Alpine Law Associates supports the unmarried certificate workflow across cross-border marriage, immigration, and overseas-employment use cases. Ward office processing — application preparation, document checklist, prior-marriage handling (divorce decree or death certificate alongside the application), liaison with ward officers for non-standard cases. Translation and notarisation — court-empanelled translator coordination, certified English translation, notary attestation with currently-licensed notaries. MoFA authentication — submission at the Consular Section, queue management, follow-up for delayed authentications. Embassy legalisation — destination-country-specific format compliance, embassy submission and follow-up, alternative Apostille route assessment where applicable. Court-Marriage integration — coordinating the unmarried certificate with the court-marriage application in District Court for Nepali-Nepali or Nepali-Foreign registrations. Complex cases — ward-record discrepancies, address-history complications, multi-document attestation packages, foreign-spouse NOC coordination through embassies. Speak with our lawyers today →
An unmarried certificate is a document issued by the ward office of the applicant's permanent address (as recorded on the citizenship certificate) confirming that the applicant is, as of the date of issuance, not currently married. In Nepali it is called अविवाहित प्रमाणपत्र (abibaahit pramaanpatra) or single status certificate. It is issued in Nepali, typically same-day for a clean application, with a 30-to-35 day validity window. It is the principal evidence of free-to-marry status used in foreign marriage, court-marriage at the District Court, immigration, and overseas-employment filings.
The certificate is required for several use cases: marrying a foreign citizen abroad (foreign embassy or registrar requires it); registering a court-marriage at the District Court under the National Civil Code 2074 (both parties present their unmarried certificates); applying for spouse or dependant visa in a foreign country; some overseas-employment categories with marital-status verification; foreign citizenship and residency applications by Nepali spouses. The certificate is the cleanest evidence of free-to-marry status accepted across all these receiving authorities.
Applications are made at the Ward Office of the applicant's permanent address as recorded on the citizenship certificate. Nepal's local-government structure has ward offices as the smallest administrative unit, with multiple wards within each municipality or rural municipality. The applicant attends the ward office covering their citizenship-recorded address.
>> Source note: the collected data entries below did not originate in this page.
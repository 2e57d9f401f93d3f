use super::coverage::CoverageTally;
use super::record::ColumnKind::{self, Int};
use super::record::Value;
use super::tally::{PairCount, Tally};
use crate::pileup::Segment;

/// `variation`: base calls and indels relative to the reference base.
///
/// Reference skips only contribute to depth. Any base other than A, C, G
/// or T is tallied as N.
#[derive(Debug, Default)]
pub(crate) struct VariationTally {
    coverage: CoverageTally,
    matches: PairCount,
    mismatches: PairCount,
    deletions: PairCount,
    insertions: PairCount,
    a: PairCount,
    c: PairCount,
    t: PairCount,
    g: PairCount,
    n: PairCount,
}

impl Tally for VariationTally {
    const COLUMNS: &'static [(&'static str, ColumnKind)] = &[
        ("reads_all", Int),
        ("reads_pp", Int),
        ("matches", Int),
        ("matches_pp", Int),
        ("mismatches", Int),
        ("mismatches_pp", Int),
        ("deletions", Int),
        ("deletions_pp", Int),
        ("insertions", Int),
        ("insertions_pp", Int),
        ("A", Int),
        ("A_pp", Int),
        ("C", Int),
        ("C_pp", Int),
        ("T", Int),
        ("T_pp", Int),
        ("G", Int),
        ("G_pp", Int),
        ("N", Int),
        ("N_pp", Int),
    ];

    const NEEDS_REF: bool = true;

    fn add(&mut self, segment: &Segment, ref_base: u8) {
        self.coverage.add(segment, ref_base);
        let pp = segment.is_proper_pair();

        if segment.is_del {
            self.deletions.add(pp);
        } else if let Some(base) = segment.base {
            if base == ref_base {
                self.matches.add(pp);
            } else {
                self.mismatches.add(pp);
            }
            match base {
                b'A' => self.a.add(pp),
                b'C' => self.c.add(pp),
                b'T' => self.t.add(pp),
                b'G' => self.g.add(pp),
                _ => self.n.add(pp),
            }
        }
        if segment.insertion {
            self.insertions.add(pp);
        }
    }

    fn values(&self, out: &mut Vec<Value>) {
        self.coverage.values(out);
        for count in [
            &self.matches,
            &self.mismatches,
            &self.deletions,
            &self.insertions,
            &self.a,
            &self.c,
            &self.t,
            &self.g,
            &self.n,
        ] {
            count.push(out);
        }
    }
}

#[cfg(test)]
mod tests {
    use super::*;
    use rust_htslib::htslib::BAM_FPROPER_PAIR;

    fn base(b: u8, pp: bool) -> Segment {
        Segment {
            flags: if pp { BAM_FPROPER_PAIR as u16 } else { 0 },
            base: Some(b),
            qual: Some(30),
            ..Segment::default()
        }
    }

    #[test]
    fn counts_bases_against_reference() {
        let mut del = Segment {
            is_del: true,
            ..Segment::default()
        };
        del.flags = BAM_FPROPER_PAIR as u16;
        let mut ins = base(b'A', false);
        ins.insertion = true;
        let skip = Segment {
            is_refskip: true,
            ..Segment::default()
        };

        let mut tally = VariationTally::default();
        for s in [base(b'A', true), base(b'G', true), base(b'N', false), del, ins, skip] {
            tally.add(&s, b'A');
        }
        let mut out = Vec::new();
        tally.values(&mut out);
        let ints: Vec<i64> = out.iter().filter_map(Value::as_i64).collect();

        assert_eq!(ints.len(), VariationTally::COLUMNS.len());
        assert_eq!(
            ints,
            vec![
                6, 3, // reads
                2, 1, // matches
                2, 1, // mismatches
                1, 1, // deletions
                1, 0, // insertions
                2, 1, // A
                0, 0, // C
                0, 0, // T
                1, 1, // G
                1, 0, // N
            ]
        );
    }
}
pub mod stat;
pub mod types;
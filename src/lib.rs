//! Per-position pileup statistics over aligned reads.
//!
//! Pick a statistic by name, point it at an [`AlignmentSource`] (and a
//! [`ReferenceSource`] for the reference-aware types), and pull one
//! [`StatRecord`] per genome position.

pub mod config;
pub mod error;
pub mod export;
pub mod load;
pub mod pileup;
pub mod reference;
pub mod stats;
pub mod types;
pub mod utils;

pub use error::{Result, StatsError};
pub use load::{load_pileup, Dtype, StatTable};
pub use pileup::{AlignmentSource, BamSource, MemoryAlignments, PositionIter};
pub use reference::{FastaReference, MemoryReference, ReferenceSource};
pub use stats::record::{ColumnKind, StatRecord, Value};
pub use stats::registry::{lookup, StatType};
pub use stats::{stat_pileup, GcWindow, PileupOptions};
pub use types::{Interval, Region};
use super::record::ColumnKind::{self, Float, Int};
use super::record::Value;
use super::tally::{PairCount, PairMoments, Tally};
use crate::pileup::Segment;

/// `mapq`: mapping quality over every segment in the column.
#[derive(Debug, Default)]
pub(crate) struct MapqTally {
    reads: PairCount,
    mapq0: PairCount,
    mapq: PairMoments,
}

impl Tally for MapqTally {
    const COLUMNS: &'static [(&'static str, ColumnKind)] = &[
        ("reads_all", Int),
        ("reads_pp", Int),
        ("reads_mapq0", Int),
        ("reads_mapq0_pp", Int),
        ("mean_mapq", Float),
        ("mean_mapq_pp", Float),
        ("rms_mapq", Float),
        ("rms_mapq_pp", Float),
        ("std_mapq", Float),
        ("std_mapq_pp", Float),
        ("max_mapq", Int),
        ("max_mapq_pp", Int),
    ];

    fn add(&mut self, segment: &Segment, _ref_base: u8) {
        let pp = segment.is_proper_pair();
        self.reads.add(pp);
        if segment.mapq == 0 {
            self.mapq0.add(pp);
        }
        self.mapq.add(segment.mapq as i64, pp);
    }

    fn values(&self, out: &mut Vec<Value>) {
        self.reads.push(out);
        self.mapq0.push(out);
        self.mapq.push_with(out, |m| m.mean());
        self.mapq.push_with(out, |m| m.rms());
        self.mapq.push_with(out, |m| m.std());
        out.push(Value::Int(self.mapq.all.max()));
        out.push(Value::Int(self.mapq.pp.max()));
    }
}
Where the applicant has moved between wards, the original-address ward continues to be the issuing authority unless a migration certificate has been processed to update the records.
Standard document set: citizenship certificate (original and photocopy front and back); 2-4 recent passport-size photographs (white background); family population card (Naagrik Janasankhya Patra); written application addressed to the ward chair stating purpose; divorce decree (original or certified copy) if previously married; spouse's death certificate if widowed; migration certificate where recently relocated; National ID where requested. Some wards also require two witnesses from the same ward to attend in person.
For a clean application with complete documents and no prior-marriage complications, the certificate is typically issued same-day to within 24 hours. The ward officer verifies the family population record, confirms with local registers, and signs and stamps the certificate. The applicant collects from the ward office reception. In larger wards with high volumes, a 1-to-3-day window may apply, particularly where the ward chair is the signing authority and is unavailable on the application day.
The ward office fee is nominal — typically NPR 200 to 500 per certificate depending on the ward. Some wards issue the basic Nepali certificate free of charge with fees only for additional copies or expedited issuance. The receipt is provided. The fees for the subsequent attestation chain (notary translation, MoFA authentication, embassy legalisation) are separate and additional; collectively the full attestation chain typically costs NPR 5,000 to 15,000 depending on the destination country and document package.
The standard validity is 30 to 35 days from the date of issuance. The convention reflects the certificate's nature as a current-status document — marital status can change at any time, so older certificates may not accurately represent the present position. Foreign embassies, district courts, and other receiving authorities typically require the certificate to have been issued within the preceding 30 days. Older certificates are often rejected; fresh issuance is the routine remedy.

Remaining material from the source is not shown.